Alchemy Dental Practice Ltd - Crewe comprises a reception and waiting room on the ground floor, 12 treatment rooms, five of which are located on the ground floor, offices and staff rooms. There is one low step leading into the practice at the front entrance and a fixed ramp at the rear entrance. Parking is available near the practice.

The practice provides general dental treatment primarily to NHS patients, but also offers general dental treatment and a range of more complex treatments, for example, implants and orthodontic treatment, to private patients. The practice is open Monday to Friday 8.00 am until 6.00 pm.

The practice is run by three directors and staffed by a practice manager, accounts manager, reception manager, an assistant practice manager, eight dentists, two dental therapists, a clinical dental technician, 13 dental nurses, of which seven are trainees, and three receptionists.

The practice is a training and development practice and trains undergraduate dentists, student dental therapists and recently qualified dentists, and provides supervision to overseas dentists whilst they are preparing for the Overseas Registration Exam, (ORE). (The ORE is an exam that overseas qualified dentists have to pass in order to register with the General Dental Council).

One of the directors is the registered manager. A registered manager is a person who is registered with the Care Quality Commission to manage the service. Like registered providers, they are ‘registered persons’. Registered persons have legal responsibility for meeting the requirements in the Health and Social Care Act 2008 and associated regulations about how the practice is run.

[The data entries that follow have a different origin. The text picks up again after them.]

//! Page content for the portfolio sections: about, experience, projects,
//! publications and contact. Lives in `SiteConfig` so a page override can
//! swap it out together with the chat replies that point at it.

use serde::{Deserialize, Serialize};

#[derive(Clone, Debug, PartialEq, Eq, Serialize, Deserialize)]
pub struct Skill {
    pub name: String,
    /// Bar fill, 0..=100.
    pub level: u8,
}

#[derive(Clone, Debug, PartialEq, Eq, Serialize, Deserialize)]
pub struct Role {
    pub title: String,
    pub period: String,
    pub summary: String,
}

#[derive(Clone, Debug, PartialEq, Eq, Serialize, Deserialize)]
pub struct Project {
    pub title: String,
    pub category: String,
    pub summary: String,
    #[serde(default)]
    pub tags: Vec<String>,
    pub status: String,
    #[serde(default)]
    pub link: Option<String>,
}

#[derive(Clone, Debug, PartialEq, Eq, Serialize, Deserialize)]
pub struct Publication {
    pub title: String,
    pub venue: String,
    pub date: String,
    pub location: String,
    pub status: String,
    pub summary: String,
}

#[derive(Clone, Debug, PartialEq, Eq, Serialize, Deserialize)]
pub struct ContactLink {
    pub label: String,
    pub value: String,
    /// Plain text when absent.
    #[serde(default)]
    pub href: Option<String>,
}

#[derive(Clone, Debug, PartialEq, Eq, Serialize, Deserialize)]
#[serde(default)]
pub struct Profile {
    pub about: Vec<String>,
    pub skills: Vec<Skill>,
    pub experience: Vec<Role>,
    pub projects: Vec<Project>,
    pub publications: Vec<Publication>,
    pub contact: Vec<ContactLink>,
}

impl Default for Profile {
    fn default() -> Self {
        Self::portfolio()
    }
}

fn strings(items: &[&str]) -> Vec<String> {
    items.iter().map(|s| s.to_string()).collect()
}

fn skill(name: &str, level: u8) -> Skill {
    Skill {
        name: name.to_string(),
        level,
    }
}

fn role(title: &str, period: &str, summary: &str) -> Role {
    Role {
        title: title.to_string(),
        period: period.to_string(),
        summary: summary.to_string(),
    }
}

fn project(title: &str, category: &str, summary: &str, tags: &[&str], status: &str) -> Project {
    Project {
        title: title.to_string(),
        category: category.to_string(),
        summary: summary.to_string(),
        tags: strings(tags),
        status: status.to_string(),
        link: None,
    }
}

impl Profile {
    pub fn portfolio() -> Self {
        let mut lens_guide = project(
            "Lens Studio Beginners' Guide",
            "Augmented Reality",
            "Tutorial repository for creating Snapchat AR lenses, with a public Headspin Tiara lens and Notion documentation.",
            &["Snapchat", "Lens Studio", "AR", "Tutorial"],
            "Live & Public",
        );
        lens_guide.link =
            Some("https://www.snapchat.com/lens/9cc9beb63b6a404583096ff3838a71d9".to_string());

        Self {
            about: strings(&[
                "My journey in Human-Computer Interaction began with a fascination for how technology can enhance human experiences. I'm pursuing an MSc in HCI at University College Dublin.",
                "With a background spanning AR/VR development, AI research and UX design, I bring a multidisciplinary approach to every project, with publications at IEEE and Springer venues.",
                "Whether it's healthcare solutions, immersive experiences or mentoring youth, I want technology to serve people.",
            ]),
            skills: vec![
                skill("AR/VR Development", 90),
                skill("Web Development", 85),
                skill("UX/UI Design", 88),
                skill("Research & Analysis", 92),
                skill("Graphic Design", 80),
                skill("Community Leadership", 85),
            ],
            experience: vec![
                role(
                    "MSc HCI - University College Dublin",
                    "Sept 2025 - Sept 2026",
                    "Design thinking, user research, AR/VR development and human-centered design for social impact.",
                ),
                role(
                    "Research Intern - Malaviya National Institute of Technology Jaipur",
                    "Jan 2024 - July 2024",
                    "AI-driven traffic and emergency healthcare prediction for the AMRUT government project.",
                ),
                role(
                    "Snapchat Opinion Leader - Under 25 Universe",
                    "Oct 2023 - Sept 2025",
                    "Social impact content and community conversations through creative storytelling.",
                ),
                role(
                    "Industrial Training - Mangalore Refinery & Petrochemicals LTD",
                    "June 2023 - July 2023",
                    "Built a web-based food order management system for business meetings.",
                ),
                role(
                    "General Secretary - Humans of Manipal Jaipur",
                    "Oct 2022 - April 2023",
                    "Led a storytelling initiative capturing human experiences across campus.",
                ),
                role(
                    "Design Internship - i3 minds LLP",
                    "Dec 2022 - Jan 2023",
                    "Visual redesign of company branding, website graphics and social media pages.",
                ),
                role(
                    "Transitional Readiness Wingman - Make A Difference",
                    "Nov 2021 - Sept 2025",
                    "Mentoring youth through personal growth and life challenges.",
                ),
            ],
            projects: vec![
                project(
                    "MemFusion-Tformer",
                    "AI Research",
                    "Memory-driven cross-attention transformer for dynamic congestion prediction in urban networks.",
                    &["Deep Learning", "Transformer Architecture", "Urban Analytics"],
                    "Accepted - IEEE iMETA2025",
                ),
                project(
                    "Mobile Health Apps & Network Integration",
                    "Healthcare Technology",
                    "Integrating mobile health applications with network systems to improve healthcare delivery.",
                    &["Mobile Health", "Network Integration", "Healthcare Systems"],
                    "Published - Springer RASESIA 2024",
                ),
                lens_guide,
                project(
                    "Blood-Organ Donation System",
                    "Healthcare Development",
                    "Web-based system coordinating blood and organ donors, recipients and healthcare organizations.",
                    &["PHP", "JavaScript", "MySQL"],
                    "Completed - July 2023",
                ),
                project(
                    "Web Vulnerability Analysis",
                    "Cybersecurity",
                    "Security risk identification in web applications with automated and manual tools.",
                    &["Nessus", "OWASP ZAP", "Burp Suite"],
                    "Ongoing Research",
                ),
                project(
                    "Sexual Harassment Awareness Campaign",
                    "Social Impact Design",
                    "A series of three digital artworks about trauma and resilience.",
                    &["Digital Art", "Social Impact", "Visual Storytelling"],
                    "Completed - 2022",
                ),
            ],
            publications: vec![
                Publication {
                    title: "MemFusion-Tformer: Memory-Driven Cross-Attention for Dynamic Congestion Prediction in Urban Networks".to_string(),
                    venue: "IEEE iMETA2025".to_string(),
                    date: "October 14-17, 2025".to_string(),
                    location: "Dubrovnik, Croatia".to_string(),
                    status: "Accepted".to_string(),
                    summary: "Selected through a highly competitive review process.".to_string(),
                },
                Publication {
                    title: "Mobile Health Apps and Network Integration: Transforming Healthcare Delivery".to_string(),
                    venue: "Springer RASESIA 2024".to_string(),
                    date: "June 14-15, 2024".to_string(),
                    location: "NIT Kurukshetra, India".to_string(),
                    status: "Published".to_string(),
                    summary: "Published in Springer Volume 2 and presented at the hybrid conference on Recent Advances in Smart Energy Systems.".to_string(),
                },
            ],
            contact: vec![
                ContactLink {
                    label: "Email".to_string(),
                    value: "ananyachandraker02@gmail.com".to_string(),
                    href: Some("mailto:ananyachandraker02@gmail.com".to_string()),
                },
                ContactLink {
                    label: "LinkedIn".to_string(),
                    value: "linkedin.com/in/ananya-chandraker".to_string(),
                    href: Some("https://www.linkedin.com/in/ananya-chandraker/".to_string()),
                },
                ContactLink {
                    label: "Location".to_string(),
                    value: "Dublin, Ireland".to_string(),
                    href: None,
                },
            ],
        }
    }

    /// Clamp skill bars so an override can't overflow the track.
    pub fn normalize(&mut self) {
        for s in &mut self.skills {
            s.level = s.level.min(100);
        }
    }
}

We reviewed 43 comment cards which had been completed by patients prior to our visit, about the services provided. All these cards reflected positive comments about the staff and the services provided. Patients commented that the practice was clean and hygienic and they found the staff friendly, approachable and caring. They had trust in the staff and confidence in the dental treatments, and said explanations were clear and understandable.

Our key findings were:

  • The practice recorded and analysed significant events, incidents and complaints and cascaded learning to staff.
  • Staff had received safeguarding training and knew the processes to follow to raise any concerns.
  • There were sufficient numbers of suitably qualified staff to meet the needs of patients.
  • Staff had been trained to deal with medical emergencies and emergency medicines and equipment were readily available.
  • Premises and equipment were clean, secure and properly maintained.
  • Infection control procedures were in place and the practice followed published guidance.
  • Staff were supported to deliver effective care, and opportunities for training and learning were available.
  • Clinical staff were up to date with their continuing professional development and met the requirements of their professional registration.
  • Patient’s care and treatment was planned and delivered in line with evidence-based guidelines, and current practice and legislation.
  • Patients received clear explanations about their proposed treatment, costs, benefits and risks and were involved in making decisions about it.
  • Patients were treated with dignity and respect and confidentiality was maintained.
  • The appointment system met the needs of patients and delays were kept to a minimum.
  • The practice staff felt involved and worked as a team.
  • The practice sought feedback from staff and patients about the services they provided.
  • Governance arrangements were in place for the smooth running of the practice and the practice had a structured plan in place to audit quality and safety.

.

There were areas where the provider could make improvements and should:

  • Update the complaints procedure on the practice website to include details of the next steps available to patients if they are not satisfied with the response from the practice, in accordance with General Dental Council guidelines.